*Exercise aim*
Report how many lines of the listing below include the word "schema". Give nothing but the number.

▬▬▬

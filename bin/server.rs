// Statement Ingest - Web Server
// Thin HTTP adapter over the import pipeline. The owner comes from the
// X-User-ID header set by the upstream gateway; no auth happens here.

use axum::{
    body::Bytes,
    extract::{
        multipart::MultipartError, DefaultBodyLimit, FromRequest, Multipart, Query, Request, State,
    },
    http::{header, HeaderMap, StatusCode},
    response::{IntoResponse, Json, Response},
    routing::{get, post},
    Router,
};
use chrono::NaiveDate;
use serde::{Deserialize, Serialize};
use serde_json::json;
use std::io;
use std::path::PathBuf;
use std::sync::Arc;
use thiserror::Error;
use tower_http::cors::CorsLayer;
use tower_http::trace::TraceLayer;
use tracing::{error, info};

use statement_ingest::{
    init_logging, Config, Direction, ImportSummary, IngestError, Ingestor, SqliteStore,
    StoreError, StoredTransaction, TransactionFilter, TransactionStore,
};

/// Uploads larger than this are rejected before parsing
const MAX_UPLOAD_BYTES: usize = 32 * 1024 * 1024;

/// Shared application state
#[derive(Clone)]
struct AppState {
    ingestor: Arc<Ingestor<SqliteStore>>,
    upload_source: String,
    default_source: String,
}

// ============================================================================
// Errors
// ============================================================================

#[derive(Debug, Error)]
enum ApiError {
    #[error("User ID is required")]
    MissingUser,

    #[error("{0}")]
    BadRequest(String),

    #[error(transparent)]
    Ingest(#[from] IngestError),

    #[error(transparent)]
    Store(#[from] StoreError),

    #[error("Internal server error: {0}")]
    Internal(String),
}

impl IntoResponse for ApiError {
    fn into_response(self) -> Response {
        let status = match &self {
            ApiError::MissingUser | ApiError::BadRequest(_) => StatusCode::BAD_REQUEST,
            ApiError::Ingest(IngestError::Io(_)) => StatusCode::INTERNAL_SERVER_ERROR,
            ApiError::Ingest(_) => StatusCode::BAD_REQUEST,
            ApiError::Store(_) | ApiError::Internal(_) => StatusCode::INTERNAL_SERVER_ERROR,
        };
        if status == StatusCode::INTERNAL_SERVER_ERROR {
            error!(error = %self, "Request failed");
        }

        (status, Json(json!({ "error": self.to_string() }))).into_response()
    }
}

type ApiResult<T> = Result<T, ApiError>;

fn user_id(headers: &HeaderMap) -> ApiResult<String> {
    headers
        .get("X-User-ID")
        .and_then(|v| v.to_str().ok())
        .map(str::trim)
        .filter(|v| !v.is_empty())
        .map(str::to_string)
        .ok_or(ApiError::MissingUser)
}

// ============================================================================
// API Types
// ============================================================================

/// Import response: the summary plus a human-readable message
#[derive(Serialize)]
#[serde(rename_all = "camelCase")]
struct ImportResponse {
    message: String,
    count: usize,
    #[serde(flatten)]
    summary: ImportSummary,
}

impl From<ImportSummary> for ImportResponse {
    fn from(summary: ImportSummary) -> Self {
        ImportResponse {
            message: summary.message(),
            count: summary.processed_count,
            summary,
        }
    }
}

#[derive(Deserialize)]
#[serde(rename_all = "camelCase")]
struct ScanRequest {
    #[serde(default)]
    folder_path: String,
    #[serde(default)]
    source: String,
}

#[derive(Deserialize)]
#[serde(rename_all = "camelCase")]
struct TransactionQuery {
    start_date: Option<String>,
    end_date: Option<String>,
    category: Option<String>,
    #[serde(rename = "type")]
    direction: Option<String>,
    q: Option<String>,
    limit: Option<usize>,
    offset: Option<usize>,
}

impl TransactionQuery {
    fn into_filter(self) -> ApiResult<TransactionFilter> {
        let date = |raw: Option<String>, name: &str| -> ApiResult<Option<NaiveDate>> {
            raw.filter(|s| !s.is_empty())
                .map(|s| {
                    NaiveDate::parse_from_str(&s, "%Y-%m-%d").map_err(|_| {
                        ApiError::BadRequest(format!("Invalid {} format. Use YYYY-MM-DD", name))
                    })
                })
                .transpose()
        };

        Ok(TransactionFilter {
            start: date(self.start_date, "startDate")?,
            end: date(self.end_date, "endDate")?,
            category: self.category.filter(|s| !s.is_empty()),
            direction: self
                .direction
                .filter(|s| !s.is_empty())
                .map(|s| s.parse::<Direction>().map_err(ApiError::BadRequest))
                .transpose()?,
            search: self.q.filter(|s| !s.is_empty()),
            limit: self.limit,
            offset: self.offset,
        })
    }
}

#[derive(Serialize)]
struct TransactionsResponse {
    transactions: Vec<StoredTransaction>,
    total: usize,
}

// ============================================================================
// API Handlers
// ============================================================================

/// GET /ping - Health check
async fn ping() -> impl IntoResponse {
    Json(json!({ "status": "ok", "service": "import" }))
}

fn is_multipart(headers: &HeaderMap) -> bool {
    headers
        .get(header::CONTENT_TYPE)
        .and_then(|v| v.to_str().ok())
        .map(|v| v.to_ascii_lowercase().starts_with("multipart/form-data"))
        .unwrap_or(false)
}

/// Contents of the `file` form field
async fn read_file_field(mut multipart: Multipart) -> ApiResult<Bytes> {
    let form_error =
        |_: MultipartError| ApiError::BadRequest("Failed to get file from form".to_string());

    while let Some(field) = multipart.next_field().await.map_err(form_error)? {
        if field.name() == Some("file") {
            return field.bytes().await.map_err(form_error);
        }
    }
    Err(ApiError::BadRequest("Failed to get file from form".to_string()))
}

/// POST /upload - Import a CSV sent as the multipart field `file` or as the
/// raw request body
async fn upload(
    State(state): State<AppState>,
    headers: HeaderMap,
    request: Request,
) -> ApiResult<Json<ImportResponse>> {
    let owner = user_id(&headers)?;
    let body = if is_multipart(&headers) {
        let multipart = Multipart::from_request(request, &state)
            .await
            .map_err(|_| ApiError::BadRequest("Failed to parse form".to_string()))?;
        read_file_field(multipart).await?
    } else {
        Bytes::from_request(request, &state)
            .await
            .map_err(|e| ApiError::BadRequest(e.body_text()))?
    };
    let source = headers
        .get("X-Source")
        .and_then(|v| v.to_str().ok())
        .map(str::trim)
        .filter(|v| !v.is_empty())
        .map(str::to_string)
        .unwrap_or_else(|| state.upload_source.clone());
    info!(owner = %owner, bytes = body.len(), "Upload request received");

    let ingestor = state.ingestor.clone();
    let summary = tokio::task::spawn_blocking(move || ingestor.import_file(&owner, &body, &source))
        .await
        .map_err(|e| ApiError::Internal(e.to_string()))??;

    if summary.normalized_count() == 0 {
        return Err(ApiError::BadRequest(
            "No valid transactions found in CSV".to_string(),
        ));
    }

    Ok(Json(summary.into()))
}

/// POST /scan - Import every CSV in a server-side folder
async fn scan(
    State(state): State<AppState>,
    headers: HeaderMap,
    Json(req): Json<ScanRequest>,
) -> ApiResult<Json<ImportResponse>> {
    let owner = user_id(&headers)?;
    if req.folder_path.trim().is_empty() {
        return Err(ApiError::BadRequest("Folder path is required".to_string()));
    }
    let source = if req.source.trim().is_empty() {
        state.default_source.clone()
    } else {
        req.source
    };
    let dir = PathBuf::from(req.folder_path);

    let ingestor = state.ingestor.clone();
    let summary = tokio::task::spawn_blocking(move || {
        // A folder that does not exist simply holds no CSV files
        ingestor
            .import_directory(&owner, &dir, &source)
            .map_err(|e| match e {
                IngestError::Io(err) if err.kind() == io::ErrorKind::NotFound => {
                    IngestError::NoCsvFiles { dir }
                }
                other => other,
            })
    })
    .await
    .map_err(|e| ApiError::Internal(e.to_string()))??;

    Ok(Json(summary.into()))
}

/// GET /transactions - Stored transactions for the caller, newest first
async fn transactions(
    State(state): State<AppState>,
    headers: HeaderMap,
    Query(query): Query<TransactionQuery>,
) -> ApiResult<Json<TransactionsResponse>> {
    let owner = user_id(&headers)?;
    let filter = query.into_filter()?;

    let ingestor = state.ingestor.clone();
    let response = tokio::task::spawn_blocking(move || -> Result<_, StoreError> {
        let store = ingestor.store();
        Ok(TransactionsResponse {
            total: store.count_by_owner(&owner, &filter)?,
            transactions: store.find_by_owner(&owner, &filter)?,
        })
    })
    .await
    .map_err(|e| ApiError::Internal(e.to_string()))??;

    Ok(Json(response))
}

fn app(state: AppState) -> Router {
    // No /api/import prefix: the gateway adds it
    Router::new()
        .route("/ping", get(ping))
        .route("/upload", post(upload))
        .route("/scan", post(scan))
        .route("/transactions", get(transactions))
        .layer(DefaultBodyLimit::max(MAX_UPLOAD_BYTES))
        .layer(TraceLayer::new_for_http())
        .layer(CorsLayer::permissive())
        .with_state(state)
}

// ============================================================================
// Main Server
// ============================================================================

#[tokio::main]
async fn main() -> anyhow::Result<()> {
    init_logging("statement_ingest=info,ingest_server=info,tower_http=debug");

    let config = Config::from_env()?;
    let store = SqliteStore::open(&config.database_path)?;
    info!(path = %config.database_path.display(), "Database opened");

    let state = AppState {
        ingestor: Arc::new(Ingestor::new(store, config.parse_options())),
        upload_source: config.upload_source.clone(),
        default_source: config.default_source.clone(),
    };

    let addr = format!("{}:{}", config.host, config.port);
    let listener = tokio::net::TcpListener::bind(&addr).await?;
    info!("Import service running on http://{}", addr);

    axum::serve(listener, app(state)).await?;

    Ok(())
}
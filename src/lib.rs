// Statement Ingest - Core Library
// CSV bank statements → canonical transactions → deduplicated store
// Exposes all modules for use in the CLI, the API server, and tests

pub mod config;
pub mod db;
pub mod error;
pub mod fields;
pub mod ingest;
pub mod normalizer;
pub mod schema;

// Re-export commonly used types
pub use config::{init_logging, Config};
pub use db::{
    CanonicalTransaction, SqliteStore, StoredTransaction, TransactionFilter, TransactionStore,
    UpsertOutcome, setup_database,
};
pub use error::{IngestError, RowError, RowErrorKind, StoreError};
pub use fields::{parse_amount, parse_date, AmountFormat, Direction, ParsedAmount};
pub use ingest::{ErrorLog, ImportSummary, Ingestor, ParseOptions, MAX_REPORTED_ERRORS};
pub use normalizer::{RowNormalizer, UNCATEGORIZED};
pub use schema::{detect_schema, sniff_delimiter, Role, SchemaMapping};

/// Library version
pub const VERSION: &str = env!("CARGO_PKG_VERSION");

▬▬▬

*Answer section*
2